CVE-2020-14145: OpenSSH Information Disclosure Vulnerability

CVE-2020-14145 is an information disclosure flaw in OpenSSH versions 5.7 through 8.4 that allows MITM attacks during initial connections. This article covers technical details, affected versions, and mitigation.

Published: March 11, 2026

CVE-2020-14145 Overview

CVE-2020-14145 is an information disclosure vulnerability in the OpenSSH client affecting versions 5.7 through 8.4, with some reports indicating versions 8.5 and 8.6 are also affected. The vulnerability exists in the client-side algorithm negotiation process, where an observable discrepancy allows attackers to determine whether a client has previously connected to a specific server. This information leak enables man-in-the-middle (MITM) attackers to target initial connection attempts where no host key for the server has been cached by the client.

Critical Impact

Attackers positioned in a network path can exploit the algorithm negotiation timing to identify first-time SSH connections, enabling targeted MITM attacks against users connecting to new servers without cached host keys.

Affected Products

  • OpenBSD OpenSSH versions 5.7 through 8.6
  • NetApp AFF A700s Firmware
  • NetApp Active IQ Unified Manager (VMware vSphere)
  • NetApp HCI Management Node
  • NetApp ONTAP Select Deploy Administration Utility
  • NetApp SolidFire
  • NetApp SteelStore Cloud Integrated Storage
  • NetApp HCI Compute Node
  • NetApp HCI Storage Node

Discovery Timeline

  • 2020-06-29 - CVE-2020-14145 published to NVD
  • 2025-12-18 - Last updated in NVD database

Technical Details for CVE-2020-14145

Vulnerability Analysis

The vulnerability stems from an observable discrepancy in the SSH client's algorithm negotiation behavior during the initial connection handshake.
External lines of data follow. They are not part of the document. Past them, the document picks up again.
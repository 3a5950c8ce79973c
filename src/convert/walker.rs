//! Tree Walker: finds document roots at any depth and assembles their
//! sentences in document order.

use super::links::LinkStats;
use super::sentence::{Placement, assemble_sentence};
use super::{Conversion, ConvertOptions, Layout};
use crate::conllu::Sentence;
use crate::error::{ConvertError, Result};
use crate::tei::{Element, tag};

/// A document root directly contains a `bibl` header immediately followed
/// by a `p` paragraph.
pub fn is_document_root(node: &Element) -> bool {
    node.children
        .windows(2)
        .any(|pair| pair[0].is_tei(tag::BIBL) && pair[1].is_tei(tag::PARAGRAPH))
}

/// The flat layout is stricter: `bibl` must be the first child and `p`
/// the second.
pub fn starts_with_document_header(node: &Element) -> bool {
    matches!(
        node.children.as_slice(),
        [first, second, ..] if first.is_tei(tag::BIBL) && second.is_tei(tag::PARAGRAPH)
    )
}

/// Paragraphs of a document in order, looking through wrapper elements
/// but never into the bibliographic header.
pub fn paragraphs(document: &Element) -> Vec<&Element> {
    let mut found = Vec::new();
    collect_paragraphs(document, &mut found);
    found
}

fn collect_paragraphs<'a>(parent: &'a Element, found: &mut Vec<&'a Element>) {
    for child in &parent.children {
        if child.is_tei(tag::PARAGRAPH) {
            found.push(child);
        } else if !child.is_tei(tag::BIBL) {
            collect_paragraphs(child, found);
        }
    }
}

/// Walk the parsed tree and convert every sentence.
pub fn walk(root: &Element, options: &ConvertOptions) -> Result<Conversion> {
    let mut walker = Walker {
        options,
        conversion: Conversion::default(),
    };

    match options.layout {
        Layout::Flat => {
            if !starts_with_document_header(root) {
                return Err(ConvertError::structure(format!(
                    "root {} must start with <bibl> followed by <p>",
                    root.describe()
                )));
            }
            walker.visit_document(root)?;
        }
        Layout::Nested => walker.visit(root)?,
    }

    if walker.conversion.documents == 0 {
        return Err(ConvertError::structure(
            "no element contains <bibl> followed by <p>",
        ));
    }

    Ok(walker.conversion)
}

struct Walker<'o> {
    options: &'o ConvertOptions,
    conversion: Conversion,
}

impl Walker<'_> {
    fn visit(&mut self, node: &Element) -> Result<()> {
        if node.is_leaf() {
            return Ok(());
        }
        if is_document_root(node) {
            return self.visit_document(node);
        }
        for child in &node.children {
            self.visit(child)?;
        }
        Ok(())
    }

    fn visit_document(&mut self, document: &Element) -> Result<()> {
        let doc_id = document.require_id()?;
        tracing::debug!("converting document {doc_id}");

        let mut first_in_document = true;
        for paragraph in paragraphs(document) {
            let par_id = paragraph.require_id()?;
            self.conversion.paragraphs += 1;

            for (index, source) in paragraph.tei_children(tag::SENTENCE).enumerate() {
                let placement = Placement {
                    newdoc_id: first_in_document.then_some(doc_id),
                    newpar_id: (index == 0).then_some(par_id),
                };
                first_in_document = false;

                let (sentence, stats) = assemble_sentence(source, placement, self.options)?;
                self.record(sentence, stats);
            }
        }

        self.conversion.documents += 1;
        Ok(())
    }

    fn record(&mut self, sentence: Sentence, stats: LinkStats) {
        self.conversion.links.merge(stats);
        self.conversion.sentences.push(sentence);
    }
}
When an OpenSSH client connects to a server, it proposes a list of supported cryptographic algorithms for key exchange, encryption, and MAC operations. The order and content of these algorithm lists differ depending on whether the client has a cached host key for the target server.
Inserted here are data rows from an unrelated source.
//! Error types for TEI to CoNLL-U conversion.

use thiserror::Error;

/// Result alias used throughout the converter.
pub type Result<T, E = ConvertError> = std::result::Result<T, E>;

/// Errors that can occur while converting a TEI document.
///
/// Every variant is fatal: a conversion either produces the complete
/// sentence list or nothing at all.
#[derive(Debug, Error)]
pub enum ConvertError {
    /// XML parsing error.
    #[error("XML error: {0}")]
    Xml(String),

    /// IO error during read/write.
    #[error("IO error: {0}")]
    Io(#[from] std::io::Error),

    /// The document does not have the expected TEI skeleton.
    #[error("Unsupported document structure: {0}")]
    Structure(String),

    /// Missing required element, attribute or text.
    #[error("Missing required {kind} '{name}' on {context}")]
    Missing {
        kind: &'static str,
        name: String,
        context: String,
    },

    /// An attribute does not match its packed format.
    #[error("Invalid {kind}: {message}")]
    Invalid { kind: &'static str, message: String },

    /// A link addresses a token position outside its sentence.
    #[error("Unresolved reference: {0}")]
    UnresolvedReference(String),

    /// Malformed line in a tag-conversion table.
    #[error("Tag table error on line {line}: {message}")]
    XposTable { line: usize, message: String },
}

impl ConvertError {
    /// Create an XML error.
    pub fn xml(message: impl Into<String>) -> Self {
        Self::Xml(message.into())
    }

    /// Create a structural error.
    pub fn structure(message: impl Into<String>) -> Self {
        Self::Structure(message.into())
    }

    /// Create a missing attribute error.
    pub fn missing_attribute(name: impl Into<String>, context: impl Into<String>) -> Self {
        Self::Missing {
            kind: "attribute",
            name: name.into(),
            context: context.into(),
        }
    }

    /// Create a missing text error.
    pub fn missing_text(context: impl Into<String>) -> Self {
        Self::Missing {
            kind: "text",
            name: "#text".to_string(),
            context: context.into(),
        }
    }

    /// Create an invalid attribute error.
    pub fn invalid_attribute(message: impl Into<String>) -> Self {
        Self::Invalid {
            kind: "attribute",
            message: message.into(),
        }
    }

    /// Create an invalid option error.
    pub fn invalid_option(message: impl Into<String>) -> Self {
        Self::Invalid {
            kind: "option",
            message: message.into(),
        }
    }

    /// Create an unresolved reference error.
    pub fn unresolved(message: impl Into<String>) -> Self {
        Self::UnresolvedReference(message.into())
    }

    /// Whether this error is a malformed-attribute error.
    pub fn is_malformed(&self) -> bool {
        matches!(
            self,
            Self::Missing { .. }
                | Self::Invalid {
                    kind: "attribute",
                    ..
                }
        )
    }
}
This behavioral difference creates a side-channel that attackers can exploit. When the client has previously connected to a server and cached its host key, the algorithm negotiation process follows a different pattern compared to first-time connections. An attacker observing the network traffic can detect this discrepancy without needing to decrypt the SSH traffic.

The practical impact is significant for initial connections: attackers can identify users connecting to servers for the first time and mount MITM attacks with a higher probability of success, as these connections lack the protection of a pre-cached host key verification.

Root Cause

The root cause is the observable difference in algorithm preference ordering based on the client's known_hosts cache state. The OpenSSH client implementation did not adequately mask the distinction between connections to known versus unknown hosts during the algorithm negotiation phase. This timing and ordering discrepancy violates the principle of avoiding information leakage through observable behavior variations (CWE-203: Observable Discrepancy).

Attack Vector

The attack requires a network-based man-in-the-middle position between the SSH client and the target server. The attacker observes the algorithm negotiation packets during the SSH handshake to determine whether the client has previously connected to the server.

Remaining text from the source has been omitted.